In oral argument Mr Weston, very sensibly, recognised that the previous situation could not continue indefinitely. He submitted that, given the genuine efforts of the Appellant to comply with the requirement that she complete a Return to Practice course, the order made was disproportionate and unfair. The previous orders had never set a time limit by which the course should be completed. He recognised that the public interest and the interests of the Appellant herself were not best served by the continuing round of review hearings all reaching the same outcome. The crux of his submissions was that if a previous Committee had, properly, imposed a condition precedent on the Appellant’s return to practice and she had done all she could to comply and has failed due to the unavailability of a place on a course then it is unfair to strike her off in consequence.

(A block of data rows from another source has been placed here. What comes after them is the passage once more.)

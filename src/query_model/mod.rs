//! Declarative query model: the translation input.
//!
//! A [`QueryModel`] is a main from clause, an ordered list of body clauses, a select clause and
//! an ordered list of result operators. The front-end that produces it is an external
//! collaborator; this module only defines the shape it hands over.
//!
//! ```text
//! from c in Cooks            ← main from clause
//! where c.FirstName == null  ← body clause
//! select c.Name              ← select clause
//! .Take(10).Count()          ← result operators, applied left to right
//! ```

use serde::{Deserialize, Serialize};
use std::fmt;

pub mod builder;
pub mod expr;
pub mod types;

pub use builder::QueryModelBuilder;
pub use expr::{
    BinaryOp, ConstantValue, EntityValue, MemberRef, MethodRef, QueryExpr, SourceId,
    SourceIdGenerator, SymbolKey, UnaryOp,
};
pub use types::DataType;

#[derive(Debug, Clone, Copy, PartialEq, Eq, Hash, Serialize, Deserialize)]
#[serde(rename_all = "snake_case")]
pub enum OrderingDirection {
    Asc,
    Desc,
}

impl fmt::Display for OrderingDirection {
    fn fmt(&self, f: &mut fmt::Formatter<'_>) -> fmt::Result {
        match self {
            OrderingDirection::Asc => write!(f, "ASC"),
            OrderingDirection::Desc => write!(f, "DESC"),
        }
    }
}

/// A generator clause introducing a query source (`from x in <expr>`).
#[derive(Debug, Clone, PartialEq, Serialize, Deserialize)]
pub struct FromClause {
    pub source_id: SourceId,
    pub item_name: String,
    pub item_type: DataType,
    pub from_expression: QueryExpr,
}

impl FromClause {
    pub fn new(
        source_id: SourceId,
        item_name: impl Into<String>,
        item_type: DataType,
        from_expression: QueryExpr,
    ) -> Self {
        Self {
            source_id,
            item_name: item_name.into(),
            item_type,
            from_expression,
        }
    }

    /// Expression referring to the items this clause produces.
    pub fn reference(&self) -> QueryExpr {
        QueryExpr::SourceRef {
            source: self.source_id,
            item_type: self.item_type.clone(),
        }
    }
}

#[derive(Debug, Clone, PartialEq, Serialize, Deserialize)]
pub struct WhereClause {
    pub predicate: QueryExpr,
}

#[derive(Debug, Clone, PartialEq, Serialize, Deserialize)]
pub struct QueryOrdering {
    pub expression: QueryExpr,
    pub direction: OrderingDirection,
}

#[derive(Debug, Clone, PartialEq, Serialize, Deserialize)]
pub struct OrderByClause {
    pub orderings: Vec<QueryOrdering>,
}

/// Inner equi-join: `join x in <inner_sequence> on <outer_key> equals <inner_key>`.
#[derive(Debug, Clone, PartialEq, Serialize, Deserialize)]
pub struct JoinClause {
    pub source_id: SourceId,
    pub item_name: String,
    pub item_type: DataType,
    pub inner_sequence: QueryExpr,
    pub outer_key_selector: QueryExpr,
    pub inner_key_selector: QueryExpr,
}

impl JoinClause {
    pub fn reference(&self) -> QueryExpr {
        QueryExpr::SourceRef {
            source: self.source_id,
            item_type: self.item_type.clone(),
        }
    }
}

#[derive(Debug, Clone, PartialEq, Serialize, Deserialize)]
#[serde(tag = "clause", rename_all = "snake_case")]
pub enum BodyClause {
    AdditionalFrom(FromClause),
    Where(WhereClause),
    OrderBy(OrderByClause),
    Join(JoinClause),
}

#[derive(Debug, Clone, PartialEq, Serialize, Deserialize)]
pub struct SelectClause {
    pub selector: QueryExpr,
}

/// Post-comprehension operators, applied in order after the select clause.
#[derive(Debug, Clone, PartialEq, Serialize, Deserialize)]
#[serde(tag = "operator", rename_all = "snake_case")]
pub enum ResultOperator {
    Take { count: QueryExpr },
    Skip { count: QueryExpr },
    First { or_default: bool },
    Single { or_default: bool },
    Distinct,
    Count,
    LongCount,
    Sum,
    Min,
    Max,
    Average,
    Any,
    All { predicate: QueryExpr },
    Contains { item: QueryExpr },
    Group {
        key_selector: QueryExpr,
        element_selector: QueryExpr,
    },
    DefaultIfEmpty,
    OfType { target: DataType },
    Cast { target: DataType },
}

/// Symbolic tag of a result operator, used as the handler registry key.
#[derive(Debug, Clone, Copy, PartialEq, Eq, Hash, Serialize, Deserialize)]
pub enum ResultOperatorKind {
    Take,
    Skip,
    First,
    Single,
    Distinct,
    Count,
    LongCount,
    Sum,
    Min,
    Max,
    Average,
    Any,
    All,
    Contains,
    Group,
    DefaultIfEmpty,
    OfType,
    Cast,
}

impl fmt::Display for ResultOperatorKind {
    fn fmt(&self, f: &mut fmt::Formatter<'_>) -> fmt::Result {
        write!(f, "{:?}", self)
    }
}

impl ResultOperator {
    pub fn kind(&self) -> ResultOperatorKind {
        match self {
            ResultOperator::Take { .. } => ResultOperatorKind::Take,
            ResultOperator::Skip { .. } => ResultOperatorKind::Skip,
            ResultOperator::First { .. } => ResultOperatorKind::First,
            ResultOperator::Single { .. } => ResultOperatorKind::Single,
            ResultOperator::Distinct => ResultOperatorKind::Distinct,
            ResultOperator::Count => ResultOperatorKind::Count,
            ResultOperator::LongCount => ResultOperatorKind::LongCount,
            ResultOperator::Sum => ResultOperatorKind::Sum,
            ResultOperator::Min => ResultOperatorKind::Min,
            ResultOperator::Max => ResultOperatorKind::Max,
            ResultOperator::Average => ResultOperatorKind::Average,
            ResultOperator::Any => ResultOperatorKind::Any,
            ResultOperator::All { .. } => ResultOperatorKind::All,
            ResultOperator::Contains { .. } => ResultOperatorKind::Contains,
            ResultOperator::Group { .. } => ResultOperatorKind::Group,
            ResultOperator::DefaultIfEmpty => ResultOperatorKind::DefaultIfEmpty,
            ResultOperator::OfType { .. } => ResultOperatorKind::OfType,
            ResultOperator::Cast { .. } => ResultOperatorKind::Cast,
        }
    }

    /// Output type of this operator given the type its input produces.
    pub fn output_data_type(&self, input: DataType) -> DataType {
        let item = input.element_type().cloned().unwrap_or_else(|| input.clone());
        match self {
            ResultOperator::Take { .. }
            | ResultOperator::Skip { .. }
            | ResultOperator::Distinct
            | ResultOperator::DefaultIfEmpty => input,
            ResultOperator::First { .. } | ResultOperator::Single { .. } => item,
            ResultOperator::Count => DataType::Int32,
            ResultOperator::LongCount => DataType::Int64,
            ResultOperator::Sum | ResultOperator::Min | ResultOperator::Max => item,
            ResultOperator::Average => average_type(&item),
            ResultOperator::Any | ResultOperator::All { .. } | ResultOperator::Contains { .. } => {
                DataType::Boolean
            }
            ResultOperator::Group {
                key_selector,
                element_selector,
            } => DataType::sequence_of(DataType::grouping(
                key_selector.data_type(),
                element_selector.data_type(),
            )),
            ResultOperator::OfType { target } | ResultOperator::Cast { target } => {
                DataType::sequence_of(target.clone())
            }
        }
    }
}

/// Average yields decimal for decimal operands and double for everything else.
pub fn average_type(operand: &DataType) -> DataType {
    match operand {
        DataType::Decimal => DataType::Decimal,
        _ => DataType::Double,
    }
}

#[derive(Debug, Clone, PartialEq, Serialize, Deserialize)]
pub struct QueryModel {
    pub main_from_clause: FromClause,
    #[serde(default)]
    pub body_clauses: Vec<BodyClause>,
    pub select_clause: SelectClause,
    #[serde(default)]
    pub result_operators: Vec<ResultOperator>,
}

impl QueryModel {
    pub fn output_data_type(&self) -> DataType {
        let initial = DataType::sequence_of(self.select_clause.selector.data_type());
        self.result_operators
            .iter()
            .fold(initial, |acc, op| op.output_data_type(acc))
    }

    /// Whether the select clause simply returns the main from clause's items.
    pub fn selects_main_source(&self) -> bool {
        matches!(
            &self.select_clause.selector,
            QueryExpr::SourceRef { source, .. } if *source == self.main_from_clause.source_id
        )
    }

    pub fn from_json(json: &str) -> Result<Self, serde_json::Error> {
        serde_json::from_str(json)
    }
}

#[cfg(test)]
mod tests {
    use super::*;

    fn cooks(ids: &mut SourceIdGenerator) -> FromClause {
        FromClause::new(
            ids.next_id(),
            "c",
            DataType::entity("Cook"),
            QueryExpr::queryable(DataType::entity("Cook")),
        )
    }

    #[test]
    fn test_output_type_follows_result_operators() {
        let mut ids = SourceIdGenerator::default();
        let from = cooks(&mut ids);
        let model = QueryModelBuilder::new(from.clone())
            .result_operator(ResultOperator::Take {
                count: QueryExpr::int(5),
            })
            .result_operator(ResultOperator::Count)
            .build();
        assert_eq!(model.output_data_type(), DataType::Int32);

        let model = QueryModelBuilder::new(from)
            .result_operator(ResultOperator::First { or_default: true })
            .build();
        assert_eq!(model.output_data_type(), DataType::entity("Cook"));
    }

    #[test]
    fn test_query_model_json_roundtrip_preserves_operators() {
        let mut ids = SourceIdGenerator::default();
        let model = QueryModelBuilder::new(cooks(&mut ids))
            .result_operator(ResultOperator::Distinct)
            .build();
        let json = serde_json::to_string(&model).unwrap();
        let parsed = QueryModel::from_json(&json).unwrap();
        assert_eq!(parsed, model);
        assert!(parsed.selects_main_source());
    }
}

Miss Dosoruth, on behalf of the NMC submitted that the Committee was entitled to make the decisions it had on the evidence it heard and the findings it reached. She submitted that the findings of the Appellant’s lack of insight and understanding were sufficiently serious to merit a striking off in the wider public interest. She very properly invited the court to afford the appropriate respect to a finding of a professional panel in its review of a practitioner’s fitness to practice.
It is very unsatisfactory that a practitioner has continued in this form of professional Limbo for such a lengthy period of time and it can only be in the wider public interest, and that of the Appellant herself, that some form of time limit is imposed. In my view that should have been done on an earlier occasion. If the Appellant was repeatedly told that the completion of a Return to Practice course was the condition precedent to her return to practice then a failure, through no fault of her own, to complete such a course does not merit a striking off at this stage. It is unjustifiable, even in view of her lack of insight to strike her off when she has been prevented from complying with the required conditions. A time limit must be imposed and on all that I have heard and read it appears that the proper sanction in this case is that a Conditions of Practice Order requiring the appellant to complete a Return to Practice course within two years of this order is the proper sanction and should be substituted in combination with such of those earlier 10 requirements which remain appropriate.
It is entirely a matter for the NMC but it may be that a repetition of this appeal could be avoided if consideration is given by panels dealing with this sort of case to a realistic time limit by which a course must be completed.